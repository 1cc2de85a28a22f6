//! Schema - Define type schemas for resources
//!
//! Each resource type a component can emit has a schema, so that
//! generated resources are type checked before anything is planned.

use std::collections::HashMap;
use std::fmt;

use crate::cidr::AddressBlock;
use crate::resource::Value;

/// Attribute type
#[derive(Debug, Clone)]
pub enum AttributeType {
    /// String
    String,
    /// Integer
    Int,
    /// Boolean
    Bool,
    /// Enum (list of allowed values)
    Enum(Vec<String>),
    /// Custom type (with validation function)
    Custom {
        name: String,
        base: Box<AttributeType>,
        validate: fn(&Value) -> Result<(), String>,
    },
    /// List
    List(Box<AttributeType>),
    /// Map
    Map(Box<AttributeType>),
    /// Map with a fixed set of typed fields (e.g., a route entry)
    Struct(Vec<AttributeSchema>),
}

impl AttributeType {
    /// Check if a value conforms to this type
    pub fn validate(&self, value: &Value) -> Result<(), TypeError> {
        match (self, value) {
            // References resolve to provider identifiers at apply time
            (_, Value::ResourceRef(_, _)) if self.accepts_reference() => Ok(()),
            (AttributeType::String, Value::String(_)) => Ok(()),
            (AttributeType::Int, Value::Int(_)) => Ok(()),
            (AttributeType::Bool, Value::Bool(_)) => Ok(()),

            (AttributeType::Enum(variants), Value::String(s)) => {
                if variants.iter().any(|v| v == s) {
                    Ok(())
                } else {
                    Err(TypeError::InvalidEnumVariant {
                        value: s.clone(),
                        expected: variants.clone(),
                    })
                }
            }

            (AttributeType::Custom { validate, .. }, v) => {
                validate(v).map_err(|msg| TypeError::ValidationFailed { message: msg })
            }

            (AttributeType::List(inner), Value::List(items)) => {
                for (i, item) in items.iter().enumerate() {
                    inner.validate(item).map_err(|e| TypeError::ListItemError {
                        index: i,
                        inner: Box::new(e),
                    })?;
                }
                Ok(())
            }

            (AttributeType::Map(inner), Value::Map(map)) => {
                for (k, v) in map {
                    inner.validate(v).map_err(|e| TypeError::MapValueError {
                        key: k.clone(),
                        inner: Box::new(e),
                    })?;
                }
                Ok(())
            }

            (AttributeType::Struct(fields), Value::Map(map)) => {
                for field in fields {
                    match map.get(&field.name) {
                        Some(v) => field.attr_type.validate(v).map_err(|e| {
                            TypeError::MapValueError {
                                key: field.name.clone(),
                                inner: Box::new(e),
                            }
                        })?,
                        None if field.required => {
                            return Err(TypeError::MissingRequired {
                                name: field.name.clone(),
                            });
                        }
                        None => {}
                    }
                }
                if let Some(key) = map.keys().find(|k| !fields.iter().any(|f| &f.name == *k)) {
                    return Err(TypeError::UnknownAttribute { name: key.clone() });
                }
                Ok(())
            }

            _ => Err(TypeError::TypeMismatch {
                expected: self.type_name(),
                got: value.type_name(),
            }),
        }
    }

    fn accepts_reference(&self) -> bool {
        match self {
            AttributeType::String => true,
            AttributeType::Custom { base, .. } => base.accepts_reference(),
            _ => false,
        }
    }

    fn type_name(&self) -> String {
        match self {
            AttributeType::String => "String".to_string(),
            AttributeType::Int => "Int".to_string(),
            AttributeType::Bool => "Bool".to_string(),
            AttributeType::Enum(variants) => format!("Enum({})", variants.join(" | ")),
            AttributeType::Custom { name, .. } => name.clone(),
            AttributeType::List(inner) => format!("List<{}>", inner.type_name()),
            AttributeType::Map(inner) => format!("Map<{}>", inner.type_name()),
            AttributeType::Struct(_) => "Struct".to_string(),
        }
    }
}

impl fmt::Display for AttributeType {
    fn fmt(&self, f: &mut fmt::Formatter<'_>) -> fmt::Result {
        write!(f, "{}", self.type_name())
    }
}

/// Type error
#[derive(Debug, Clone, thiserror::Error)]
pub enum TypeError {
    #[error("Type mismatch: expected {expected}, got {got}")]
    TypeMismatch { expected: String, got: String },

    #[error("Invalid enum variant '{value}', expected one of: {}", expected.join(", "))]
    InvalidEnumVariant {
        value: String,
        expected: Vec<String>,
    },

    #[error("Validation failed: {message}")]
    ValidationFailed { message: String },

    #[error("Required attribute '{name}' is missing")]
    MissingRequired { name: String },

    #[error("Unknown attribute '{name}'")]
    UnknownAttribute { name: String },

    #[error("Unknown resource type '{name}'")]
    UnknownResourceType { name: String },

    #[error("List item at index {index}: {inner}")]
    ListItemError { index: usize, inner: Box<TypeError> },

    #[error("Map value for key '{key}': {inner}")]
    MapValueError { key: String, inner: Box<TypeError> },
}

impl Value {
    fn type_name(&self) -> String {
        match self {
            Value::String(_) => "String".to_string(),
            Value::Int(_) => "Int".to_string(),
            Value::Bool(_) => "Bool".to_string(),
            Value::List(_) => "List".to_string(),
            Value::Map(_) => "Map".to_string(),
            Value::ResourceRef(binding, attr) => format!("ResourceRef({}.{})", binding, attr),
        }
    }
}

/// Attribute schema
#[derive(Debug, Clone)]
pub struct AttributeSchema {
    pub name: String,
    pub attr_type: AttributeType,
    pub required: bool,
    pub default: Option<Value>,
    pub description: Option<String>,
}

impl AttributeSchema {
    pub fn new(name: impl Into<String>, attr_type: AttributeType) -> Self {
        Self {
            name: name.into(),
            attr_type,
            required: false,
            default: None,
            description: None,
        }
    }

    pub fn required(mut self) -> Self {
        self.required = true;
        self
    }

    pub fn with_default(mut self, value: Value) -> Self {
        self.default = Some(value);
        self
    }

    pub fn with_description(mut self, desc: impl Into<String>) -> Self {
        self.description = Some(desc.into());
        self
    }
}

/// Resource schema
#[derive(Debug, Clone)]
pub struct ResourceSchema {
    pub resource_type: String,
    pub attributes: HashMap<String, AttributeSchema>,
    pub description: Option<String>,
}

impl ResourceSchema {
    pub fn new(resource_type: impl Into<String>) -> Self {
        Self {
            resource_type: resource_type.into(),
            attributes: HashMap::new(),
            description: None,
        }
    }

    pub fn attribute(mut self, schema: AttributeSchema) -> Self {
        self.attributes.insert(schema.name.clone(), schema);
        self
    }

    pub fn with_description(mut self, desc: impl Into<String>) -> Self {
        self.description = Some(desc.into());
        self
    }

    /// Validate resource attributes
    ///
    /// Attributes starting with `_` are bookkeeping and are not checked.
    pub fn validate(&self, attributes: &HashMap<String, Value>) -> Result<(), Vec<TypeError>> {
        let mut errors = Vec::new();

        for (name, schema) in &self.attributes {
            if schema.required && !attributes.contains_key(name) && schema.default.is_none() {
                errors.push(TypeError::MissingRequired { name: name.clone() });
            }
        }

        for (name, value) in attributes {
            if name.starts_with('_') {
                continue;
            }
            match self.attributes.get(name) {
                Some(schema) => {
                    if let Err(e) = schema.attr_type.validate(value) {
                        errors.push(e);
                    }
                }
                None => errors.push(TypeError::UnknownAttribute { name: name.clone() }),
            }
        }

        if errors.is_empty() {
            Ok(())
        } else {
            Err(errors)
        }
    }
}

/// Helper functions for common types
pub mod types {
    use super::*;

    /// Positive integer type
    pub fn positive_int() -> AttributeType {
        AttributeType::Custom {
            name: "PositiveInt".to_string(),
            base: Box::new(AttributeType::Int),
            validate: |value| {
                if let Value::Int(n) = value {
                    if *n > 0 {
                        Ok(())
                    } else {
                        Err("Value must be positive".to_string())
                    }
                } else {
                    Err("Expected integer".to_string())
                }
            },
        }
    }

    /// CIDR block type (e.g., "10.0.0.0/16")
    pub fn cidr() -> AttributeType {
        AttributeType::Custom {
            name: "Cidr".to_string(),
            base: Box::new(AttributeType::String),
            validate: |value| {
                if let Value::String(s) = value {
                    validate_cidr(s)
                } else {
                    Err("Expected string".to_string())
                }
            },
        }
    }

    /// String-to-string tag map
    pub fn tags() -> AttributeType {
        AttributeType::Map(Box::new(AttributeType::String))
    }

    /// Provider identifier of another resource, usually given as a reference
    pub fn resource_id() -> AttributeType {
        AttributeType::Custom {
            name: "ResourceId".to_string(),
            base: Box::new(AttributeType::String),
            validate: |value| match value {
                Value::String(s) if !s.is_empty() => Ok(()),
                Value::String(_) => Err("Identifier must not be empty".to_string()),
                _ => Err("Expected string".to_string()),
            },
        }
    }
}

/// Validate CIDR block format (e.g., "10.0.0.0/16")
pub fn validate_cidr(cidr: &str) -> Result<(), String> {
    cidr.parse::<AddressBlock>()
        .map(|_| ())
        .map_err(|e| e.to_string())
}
========
* **Work task**
Up to and including the last line of the listing above, copy exactly every line from the one that contains "Validate CIDR block" onward; leave out all others.

* **Result of this exercise**
/// Validate CIDR block format (e.g., "10.0.0.0/16")
pub fn validate_cidr(cidr: &str) -> Result<(), String> {
    cidr.parse::<AddressBlock>()
        .map(|_| ())
        .map_err(|e| e.to_string())
}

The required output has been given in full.